(Stored items)

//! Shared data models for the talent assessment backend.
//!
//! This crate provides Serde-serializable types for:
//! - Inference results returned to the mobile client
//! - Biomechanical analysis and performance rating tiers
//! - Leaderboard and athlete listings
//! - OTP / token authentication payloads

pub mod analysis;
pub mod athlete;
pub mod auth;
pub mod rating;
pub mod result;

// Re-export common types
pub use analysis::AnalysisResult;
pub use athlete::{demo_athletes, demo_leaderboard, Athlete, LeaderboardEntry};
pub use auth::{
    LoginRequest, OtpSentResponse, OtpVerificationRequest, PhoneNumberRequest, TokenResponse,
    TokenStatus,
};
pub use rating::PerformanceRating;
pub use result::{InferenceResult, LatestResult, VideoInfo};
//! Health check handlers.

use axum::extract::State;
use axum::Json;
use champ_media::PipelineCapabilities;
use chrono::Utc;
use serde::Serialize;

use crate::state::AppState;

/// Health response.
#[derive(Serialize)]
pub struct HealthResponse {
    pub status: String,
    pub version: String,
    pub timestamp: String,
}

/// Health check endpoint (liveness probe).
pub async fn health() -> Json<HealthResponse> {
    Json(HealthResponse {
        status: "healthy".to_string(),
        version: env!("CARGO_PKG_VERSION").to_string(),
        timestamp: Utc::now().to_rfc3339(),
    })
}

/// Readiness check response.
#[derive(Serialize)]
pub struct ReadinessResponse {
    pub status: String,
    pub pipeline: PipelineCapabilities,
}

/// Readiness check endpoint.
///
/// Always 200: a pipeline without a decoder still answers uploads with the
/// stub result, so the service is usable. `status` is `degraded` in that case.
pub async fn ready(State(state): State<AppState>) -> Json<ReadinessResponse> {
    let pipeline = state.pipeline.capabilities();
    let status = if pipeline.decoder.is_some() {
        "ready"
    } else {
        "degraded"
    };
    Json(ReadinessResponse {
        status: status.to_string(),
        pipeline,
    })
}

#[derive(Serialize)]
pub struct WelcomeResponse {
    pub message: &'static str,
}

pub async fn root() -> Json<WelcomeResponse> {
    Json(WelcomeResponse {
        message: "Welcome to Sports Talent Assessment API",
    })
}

> [AIM OF THE TASK]:
Could you copy every record above exactly as it appears?

> [ANSWER TO THE EXERCISE]:
//! Shared data models for the talent assessment backend.
//!
//! This crate provides Serde-serializable types for:
//! - Inference results returned to the mobile client
//! - Biomechanical analysis and performance rating tiers
//! - Leaderboard and athlete listings
//! - OTP / token authentication payloads

pub mod analysis;
pub mod athlete;
pub mod auth;
pub mod rating;
pub mod result;

// Re-export common types
pub use analysis::AnalysisResult;
pub use athlete::{demo_athletes, demo_leaderboard, Athlete, LeaderboardEntry};
pub use auth::{
    LoginRequest, OtpSentResponse, OtpVerificationRequest, PhoneNumberRequest, TokenResponse,
    TokenStatus,
};
pub use rating::PerformanceRating;
pub use result::{InferenceResult, LatestResult, VideoInfo};
//! Health check handlers.

use axum::extract::State;
use axum::Json;
use champ_media::PipelineCapabilities;
use chrono::Utc;
use serde::Serialize;

use crate::state::AppState;

/// Health response.
#[derive(Serialize)]
pub struct HealthResponse {
    pub status: String,
    pub version: String,
    pub timestamp: String,
}

/// Health check endpoint (liveness probe).
pub async fn health() -> Json<HealthResponse> {
    Json(HealthResponse {
        status: "healthy".to_string(),
        version: env!("CARGO_PKG_VERSION").to_string(),
        timestamp: Utc::now().to_rfc3339(),
    })
}

/// Readiness check response.
#[derive(Serialize)]
pub struct ReadinessResponse {
    pub status: String,
    pub pipeline: PipelineCapabilities,
}

/// Readiness check endpoint.
///
/// Always 200: a pipeline without a decoder still answers uploads with the
/// stub result, so the service is usable. `status` is `degraded` in that case.
pub async fn ready(State(state): State<AppState>) -> Json<ReadinessResponse> {
    let pipeline = state.pipeline.capabilities();
    let status = if pipeline.decoder.is_some() {
        "ready"
    } else {
        "degraded"
    };
    Json(ReadinessResponse {
        status: status.to_string(),
        pipeline,
    })
}

#[derive(Serialize)]
pub struct WelcomeResponse {
    pub message: &'static str,
}

pub async fn root() -> Json<WelcomeResponse> {
    Json(WelcomeResponse {
        message: "Welcome to Sports Talent Assessment API",
    })
}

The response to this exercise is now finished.